Diese Schrauben haben wir einzeln leider nicht lagernd. Daher werden wir Ihnen ein komplett neues Systempaket, aus welchem Sie dann bitte einfach die Schrauben entnehmen.

Senden Sie bitte das von uns geschickte Set mit einer Fehlerbeschreibung an uns zurück.
Hierfür erhalten Sie mit separater E-Mail einen Link, mit dem Sie die Ware kostenfrei von DHL
abholen lassen können.

Das hört sich ziemlich merkwürdig an. Ich bekomme also, weil die Schrauben nicht einzeln lagern, ein komplettes Boxenset geschickt, soll das um die Schrauben erleichtern und das ganze wieder zurück schicken? Wird das so „verstümmelte“ Boxenset dann vernichtet?

Ich muss leider sagen, dass ich den Service von Teufel in dem Fall nicht besonders gut finde. Davon einmal abgesehen, dass es um ein vielfaches nerviger ist ein großes Paket zu empfangen und wieder zurück zu schicken als einen Briefumschlag aus dem Briefkasten zu fischen, entpuppt sich die Firma  hier als äußert unflexibel. Klar, die Antworten kamen schnell und man nimmt auch einiges an Kosten auf sich um mir ein Boxenset zu schicken nur um Schrauben nachzuliefern… aber mal ehrlich… ich kaufe seit 15 Jahren fast alles was mit Technik zu tun hat im Versandhandel ein und es kommt immer wieder vor, dass Kleinteile fehlen (insbesondere seitdem man 14 Tage lang alles „angucken“ und dann zurück schicken kann). Bisher war es für kein Unternehmen ein Problem Kleinteile einfach nachzuschicken.

Auch Teufel wird natürlich die Schrauben irgendwo aufbewahren (um nicht zu sagen „lagern“ ;)) und dann einfach zwei davon in das „verstümmelte“ Boxenset legen und dieses wieder verkaufen. Aber was nicht vorgesehen ist (also einfach mal Schrauben zu verschicken), geht natürlich auch nicht. Da könnte ja jeder kommen. Hier merkt man ganz klar, dass man mit einem deutschen Traditionsunternehmen zu tun hat :).

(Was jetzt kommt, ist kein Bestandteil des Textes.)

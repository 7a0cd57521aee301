//! Shared tree-shaped [`FileSystem`]/[`FileEntry`] implementation for the
//! archive back ends (TAR/ZIP/CPIO).
//!
//! All three formats store a flat sequence of members, each naming an
//! absolute path inside the archive; none of them carry a real directory
//! entry for every intermediate path component. Grounded on
//! `dfvfs/vfs/tar_file_system.py`: each driver's job is reduced to
//! producing an [`ArchiveMember`] per entry in its format, which this
//! module turns into a walkable tree, synthesizing the missing
//! intermediate directories once up front (spec.md §5.4 "archive
//! back ends expose a directory hierarchy assembled from a flat member
//! list").

use std::collections::BTreeMap;
use std::io::SeekFrom;
use std::sync::{Arc, Mutex};

use crate::error::{BackEndError, Error};
use crate::io::{BoundedFileObject, FileLikeObject};
use crate::path::PathSpec;
use crate::vfs::{join_path_segments, split_path_segments, DataStream, EntryType, FileEntry, FileSystem, Stat, Timestamp};

/// Where an archive member's bytes live once the archive has been
/// indexed.
#[derive(Clone)]
pub enum ArchiveData {
    /// A byte range of the parent stream (TAR members, and ZIP members
    /// stored without compression).
    Range { offset: u64, size: u64 },
    /// Fully materialized bytes (ZIP deflate members, decoded once at
    /// index time rather than re-inflated per read).
    Bytes(Arc<Vec<u8>>),
}

#[derive(Clone)]
pub struct ArchiveMember {
    /// Absolute, `/`-rooted location, e.g. `/dir/file.txt`.
    pub location: String,
    pub is_directory: bool,
    pub size: u64,
    pub mtime: Option<i64>,
    pub data: ArchiveData,
}

/// Synthesizes the intermediate directory members a flat archive listing
/// never stores explicitly, then indexes everything by location.
pub fn index_members(raw_members: Vec<ArchiveMember>) -> BTreeMap<String, ArchiveMember> {
    let mut index = BTreeMap::new();
    index.insert(
        "/".to_string(),
        ArchiveMember { location: "/".to_string(), is_directory: true, size: 0, mtime: None, data: ArchiveData::Bytes(Arc::new(Vec::new())) },
    );

    for member in raw_members {
        let segments = split_path_segments(&member.location);
        for depth in 0..segments.len().saturating_sub(if member.is_directory { 0 } else { 1 }) {
            let ancestor = join_path_segments(&segments[..=depth]);
            index.entry(ancestor.clone()).or_insert_with(|| ArchiveMember {
                location: ancestor,
                is_directory: true,
                size: 0,
                mtime: None,
                data: ArchiveData::Bytes(Arc::new(Vec::new())),
            });
        }
        index.insert(member.location.clone(), member);
    }
    index
}

pub struct ArchiveFileSystem {
    path_spec: PathSpec,
    parent: Arc<Mutex<dyn FileLikeObject>>,
    members: Arc<BTreeMap<String, ArchiveMember>>,
}

impl ArchiveFileSystem {
    pub fn new(path_spec: PathSpec, parent: Arc<Mutex<dyn FileLikeObject>>, members: BTreeMap<String, ArchiveMember>) -> Self {
        ArchiveFileSystem { path_spec, parent, members: Arc::new(members) }
    }

    fn entry_for(&self, location: &str) -> Option<ArchiveFileEntry> {
        let member = self.members.get(location)?.clone();
        let path_spec = self
            .path_spec
            .copy_with([("location", location.to_string().into())])
            .expect("location is valid on archive type indicators");
        Some(ArchiveFileEntry { path_spec, parent: Arc::clone(&self.parent), members: Arc::clone(&self.members), member })
    }
}

impl FileSystem for ArchiveFileSystem {
    fn path_spec(&self) -> &PathSpec {
        &self.path_spec
    }

    fn root_file_entry(&self) -> Result<Arc<dyn FileEntry>, Error> {
        Ok(Arc::new(self.entry_for("/").expect("root member is always present")))
    }

    fn get_file_entry_by_path_spec(&self, path_spec: &PathSpec) -> Result<Option<Arc<dyn FileEntry>>, Error> {
        let location = path_spec.location().unwrap_or("/");
        Ok(self.entry_for(location).map(|entry| Arc::new(entry) as Arc<dyn FileEntry>))
    }
}

#[derive(Clone)]
struct ArchiveFileEntry {
    path_spec: PathSpec,
    parent: Arc<Mutex<dyn FileLikeObject>>,
    members: Arc<BTreeMap<String, ArchiveMember>>,
    member: ArchiveMember,
}

impl FileEntry for ArchiveFileEntry {
    fn name(&self) -> String {
        split_path_segments(&self.member.location).last().map(|s| s.to_string()).unwrap_or_default()
    }

    fn path_spec(&self) -> &PathSpec {
        &self.path_spec
    }

    fn stat(&self) -> Result<Stat, Error> {
        let entry_type = if self.member.is_directory { EntryType::Directory } else { EntryType::File };
        let mut stat = Stat::minimal(entry_type, self.member.size);
        if let Some(mtime) = self.member.mtime {
            stat.mtime = Timestamp::PosixSeconds(mtime);
        }
        Ok(stat)
    }

    fn is_root(&self) -> bool {
        self.member.location == "/"
    }

    fn sub_file_entries(&self) -> Result<Vec<Arc<dyn FileEntry>>, Error> {
        let prefix = if self.member.location == "/" { String::new() } else { self.member.location.clone() };
        let mut children = Vec::new();
        for location in self.members.keys() {
            if location == "/" || location == &self.member.location {
                continue;
            }
            let Some(rest) = location.strip_prefix(&prefix) else { continue };
            let Some(rest) = rest.strip_prefix('/') else { continue };
            if rest.contains('/') {
                continue;
            }
            let path_spec = self
                .path_spec
                .copy_with([("location", location.clone().into())])
                .expect("location is valid on archive type indicators");
            children.push(Arc::new(ArchiveFileEntry {
                path_spec,
                parent: Arc::clone(&self.parent),
                members: Arc::clone(&self.members),
                member: self.members[location].clone(),
            }) as Arc<dyn FileEntry>);
        }
        Ok(children)
    }

    fn get_parent_file_entry(&self) -> Result<Option<Arc<dyn FileEntry>>, Error> {
        if self.member.location == "/" {
            return Ok(None);
        }
        let segments = split_path_segments(&self.member.location);
        let parent_location = if segments.len() <= 1 { "/".to_string() } else { join_path_segments(&segments[..segments.len() - 1]) };
        let Some(member) = self.members.get(&parent_location) else { return Ok(None) };
        let path_spec = self
            .path_spec
            .copy_with([("location", parent_location.into())])
            .expect("location is valid on archive type indicators");
        Ok(Some(Arc::new(ArchiveFileEntry {
            path_spec,
            parent: Arc::clone(&self.parent),
            members: Arc::clone(&self.members),
            member: member.clone(),
        })))
    }

    fn data_streams(&self) -> Result<Vec<DataStream>, Error> {
        if self.member.is_directory {
            Ok(Vec::new())
        } else {
            Ok(vec![DataStream::default_stream()])
        }
    }

    fn get_file_object(&self, _data_stream: Option<&str>) -> Result<Arc<Mutex<dyn FileLikeObject>>, Error> {
        if self.member.is_directory {
            return Err(Error::NotSupported(crate::error::NotSupported::Unimplemented("a directory member has no data stream")));
        }
        match &self.member.data {
            ArchiveData::Range { offset, size } => {
                let bounded = BoundedFileObject::new(Arc::clone(&self.parent), *offset, *size);
                Ok(Arc::new(Mutex::new(bounded)))
            }
            ArchiveData::Bytes(bytes) => Ok(Arc::new(Mutex::new(crate::io::InMemoryFileObject::new((**bytes).clone())))),
        }
    }
}

/// Reads `len` bytes from `parent` at `offset`, used by every archive
/// driver to pull raw header/data bytes before handing off to its real
/// parsing crate (or, for CPIO, its hand-rolled one).
pub fn read_at(parent: &Arc<Mutex<dyn FileLikeObject>>, offset: u64, len: u64) -> Result<Vec<u8>, Error> {
    let mut guard = parent.lock().unwrap();
    guard.seek(SeekFrom::Start(offset))?;
    let data = guard.read(len)?;
    if data.len() as u64 != len {
        return Err(Error::BackEnd(BackEndError::CorruptStructure("archive read ran past the end of its parent stream".into())));
    }
    Ok(data)
}

#[cfg(test)]
mod tests {
    use super::*;

    fn sample_members() -> Vec<ArchiveMember> {
        vec![
            ArchiveMember { location: "/dir/a.txt".into(), is_directory: false, size: 3, mtime: Some(10), data: ArchiveData::Bytes(Arc::new(vec![1, 2, 3])) },
            ArchiveMember { location: "/dir/b.txt".into(), is_directory: false, size: 1, mtime: None, data: ArchiveData::Bytes(Arc::new(vec![9])) },
        ]
    }

    #[test]
    fn synthesizes_intermediate_directories() {
        let index = index_members(sample_members());
        assert!(index.contains_key("/"));
        assert!(index.contains_key("/dir"));
        assert!(index["/dir"].is_directory);
        assert!(index.contains_key("/dir/a.txt"));
    }

    #[test]
    fn child_listing_is_one_level_deep() {
        let path_spec = PathSpec::new(crate::definitions::TypeIndicator::Os, None, [("location", "/img.tar".into())]).unwrap();
        let path_spec = PathSpec::new(crate::definitions::TypeIndicator::Tar, Some(path_spec), [("location", "/".into())]).unwrap();
        let parent: Arc<Mutex<dyn FileLikeObject>> = Arc::new(Mutex::new(crate::io::InMemoryFileObject::new(Vec::new())));
        let fs = ArchiveFileSystem::new(path_spec, parent, index_members(sample_members()));
        let root = fs.root_file_entry().unwrap();
        let children = root.sub_file_entries().unwrap();
        assert_eq!(children.len(), 1);
        assert_eq!(children[0].name(), "dir");
        let grandchildren = children[0].sub_file_entries().unwrap();
        assert_eq!(grandchildren.len(), 2);
    }
}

Interessanterweise führt diese Einsicht dazu, dass ich bei genauerem Hinsehen den Service von Teufel doch als hervorragend einstufen muss. Denn es ist natürlich nicht die Schuld der Leute im Service, dass der Rest des Unternehmens so unflexibel ist und die „Prozesse“ so sind, wie sie sind. Insofern Hut ab, dass die Leute dort immer noch so motiviert sind und kreative Lösungsansätze entwickeln.